That 1992 victory in what was then numbered the 3rd District made Brown, along with the late Carrie Meek and Alcee Hastings, the first African American to represent Florida in Congress since 1876. The court-drawn constituency she won snaked down from Jacksonville, where she'd previously served as a state legislator, about 140 miles south to Orlando, and it would keep its basic shape for her entire tenure. Brown originally supported the creation of this seat to ensure that Black voters could elect their preferred candidate, but she continued to defend the status quo over the coming decades even as Republican legislators used her district to make surrounding seats whiter and more conservative.
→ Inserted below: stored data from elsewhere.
use anyhow::{Context, Result};
use tracing::info;

use crate::ctx::Ctx;
use crate::fit::fit_vector;
use crate::pipeline::Stage;
use crate::quality::{global_signal, median_of};

pub struct Stage5GlobalSignal;

impl Stage5GlobalSignal {
    pub fn new() -> Self {
        Self
    }
}

impl Stage for Stage5GlobalSignal {
    fn name(&self) -> &'static str {
        "stage5_global_signal"
    }

    fn run(&self, ctx: &mut Ctx) -> Result<()> {
        if !ctx.global_signal {
            return Ok(());
        }
        let Some(denoised) = &ctx.denoised else {
            info!("global signal requested without images; skipped");
            return Ok(());
        };

        let gs = global_signal(denoised.view());
        let fit = fit_vector(denoised.view(), gs.view(), &ctx.fit_opts)
            .context("global-signal correlation")?;
        info!(
            voxels = fit.n_voxels(),
            median_r = median_of(&fit.r),
            "global_signal_correlation_done"
        );
        ctx.gs_fit = Some(fit);
        Ok(())
    }
}
use approx::assert_relative_eq;
use fmri_denoiseqc::io::nifti::{
    Geometry, geometry_from_header, read_series, read_volume, write_series, write_volume,
};
use ndarray::{Array3, Array4};
use tempfile::TempDir;

fn geometry() -> Geometry {
    Geometry {
        dims: (4, 3, 2),
        voxel_size: (2.0, 2.0, 3.0),
        affine: [
            -2.0, 0.0, 0.0, 90.0, //
            0.0, 2.0, 0.0, -126.0, //
            0.0, 0.0, 3.0, -72.0, //
            0.0, 0.0, 0.0, 1.0,
        ],
        tr: Some(2.0),
    }
}

#[test]
fn volume_round_trips_through_gzip() {
    let tmp = TempDir::new().unwrap();
    let path = tmp.path().join("map.nii.gz");
    let volume = Array3::from_shape_fn((4, 3, 2), |(x, y, z)| (x * 100 + y * 10 + z) as f64 * 0.25);
    write_volume(&path, &volume, &geometry()).unwrap();

    let (geom, back) = read_volume(&path).unwrap();
    assert_eq!(back.dim(), (4, 3, 2));
    assert_eq!(back, volume);
    assert_eq!(geom.dims, (4, 3, 2));
    assert_eq!(geom.voxel_size, (2.0, 2.0, 3.0));
    assert_eq!(geom.affine, geometry().affine);
}

#[test]
fn series_round_trips_uncompressed() {
    let tmp = TempDir::new().unwrap();
    let path = tmp.path().join("bold.nii");
    let series = Array4::from_shape_fn((4, 3, 2, 5), |(x, y, z, t)| {
        (x + 2 * y + 3 * z) as f64 + t as f64 * 0.5
    });
    write_series(&path, &series, &geometry()).unwrap();

    let (geom, back) = read_series(&path).unwrap();
    assert_eq!(back.dim(), (4, 3, 2, 5));
    for (a, b) in back.iter().zip(series.iter()) {
        assert_relative_eq!(*a, *b, epsilon = 1e-6);
    }
    assert_eq!(geom.tr, Some(2.0));
}

#[test]
fn series_is_not_a_volume() {
    let tmp = TempDir::new().unwrap();
    let path = tmp.path().join("bold.nii");
    let series = Array4::<f64>::zeros((2, 2, 2, 3));
    write_series(&path, &series, &Geometry::identity((2, 2, 2))).unwrap();
    assert!(read_volume(&path).is_err());
}

fn qform_header(b: f32, c: f32, d: f32, qfac: f32) -> nifti::NiftiHeader {
    nifti::NiftiHeader {
        dim: [3, 4, 3, 2, 1, 1, 1, 1],
        pixdim: [qfac, 2.0, 2.0, 3.0, 1.0, 1.0, 1.0, 1.0],
        sform_code: 0,
        qform_code: 1,
        quatern_b: b,
        quatern_c: c,
        quatern_d: d,
        quatern_x: 90.0,
        quatern_y: -126.0,
        quatern_z: -72.0,
        ..nifti::NiftiHeader::default()
    }
}

#[test]
fn qform_is_used_without_sform() {
    let geom = geometry_from_header(&qform_header(0.0, 0.0, 0.0, 1.0));
    assert_eq!(
        geom.affine,
        [
            2.0, 0.0, 0.0, 90.0, //
            0.0, 2.0, 0.0, -126.0, //
            0.0, 0.0, 3.0, -72.0, //
            0.0, 0.0, 0.0, 1.0,
        ]
    );
}

#[test]
fn qform_rotation_and_handedness() {
    // 180 degrees about z, left-handed storage.
    let geom = geometry_from_header(&qform_header(0.0, 0.0, 1.0, -1.0));
    assert_eq!(
        geom.affine,
        [
            -2.0, 0.0, 0.0, 90.0, //
            0.0, -2.0, 0.0, -126.0, //
            0.0, 0.0, -3.0, -72.0, //
            0.0, 0.0, 0.0, 1.0,
        ]
    );
}

#[test]
fn sform_takes_precedence_over_qform() {
    let mut header = qform_header(0.0, 0.0, 1.0, 1.0);
    header.sform_code = 1;
    header.srow_x = [1.5, 0.0, 0.0, 10.0];
    header.srow_y = [0.0, 1.5, 0.0, 20.0];
    header.srow_z = [0.0, 0.0, 1.5, 30.0];
    let geom = geometry_from_header(&header);
    assert_eq!(&geom.affine[..4], &[1.5, 0.0, 0.0, 10.0]);
    assert_eq!(&geom.affine[8..12], &[0.0, 0.0, 1.5, 30.0]);
}
use anyhow::Result;
use tracing::info;

use crate::confounds::{load_confound_table, load_metadata};
use crate::ctx::Ctx;
use crate::pipeline::Stage;
use crate::quality::{FD_COLUMN, framewise_displacement};

pub struct Stage1Confounds;

impl Stage1Confounds {
    pub fn new() -> Self {
        Self
    }
}

impl Stage for Stage1Confounds {
    fn name(&self) -> &'static str {
        "stage1_confounds"
    }

    fn run(&self, ctx: &mut Ctx) -> Result<()> {
        let table = load_confound_table(&ctx.input.confounds)?;
        let metadata = load_metadata(&ctx.input.metadata)?;
        info!(
            frames = table.n_frames(),
            columns = table.columns().len(),
            components = metadata.len(),
            "confounds_loaded"
        );

        ctx.fd = framewise_displacement(&table, &ctx.fd_opts);
        match &ctx.fd {
            Some(fd) => info!(
                threshold = fd.threshold,
                percent_above = fd.percent_above,
                "framewise_displacement"
            ),
            None => info!(column = FD_COLUMN, "framewise displacement column absent"),
        }

        ctx.report.input.n_frames = Some(table.n_frames() as u64);
        ctx.table = Some(table);
        ctx.metadata = Some(metadata);
        Ok(())
    }
}
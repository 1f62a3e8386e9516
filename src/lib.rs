pub mod cli;
pub mod confounds;
pub mod ctx;
pub mod error;
pub mod fit;
pub mod io;
pub mod math;
pub mod pipeline;
pub mod quality;
pub mod schema;
pub mod volume;

pub use error::DenoiseError;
In 2010, Brown even joined South Florida Republican Rep. Mario Diaz-Balart in a failed lawsuit seeking to stop the "Fair Districts" amendments, which aimed to prohibit map-makers from drawing seats to "favor or disfavor an incumbent or political party," from remaining on the ballot, and she continued her fight even after voters decisively approved them. However, her luck ran out in 2015 when state courts struck down the GOP's latest gerrymander for violating the new amendments and implemented a fairer map.
Brown's still-blue constituency, which was numbered the 5th District, changed radically. Instead of its north-south configuration, no wider than the interstate at certain points, it now spanned from Jacksonville west to Tallahassee. That shift also led to the creation of a revamped 10th District in Orlando that was enticing to Democrats.
That was not a welcome development for the incumbent, especially after a prominent politician from the Tallahassee area, former state Sen. Al Lawson, made it clear he'd also run for the 5th. Brown unsuccessfully sued to restore the old map, and in October of 2015, she declined to dismiss rumors that she was interested in the 10th even though it would have also meant a tough primary against Demings, a former Orlando police chief, but she never said anything afterwards about that switch.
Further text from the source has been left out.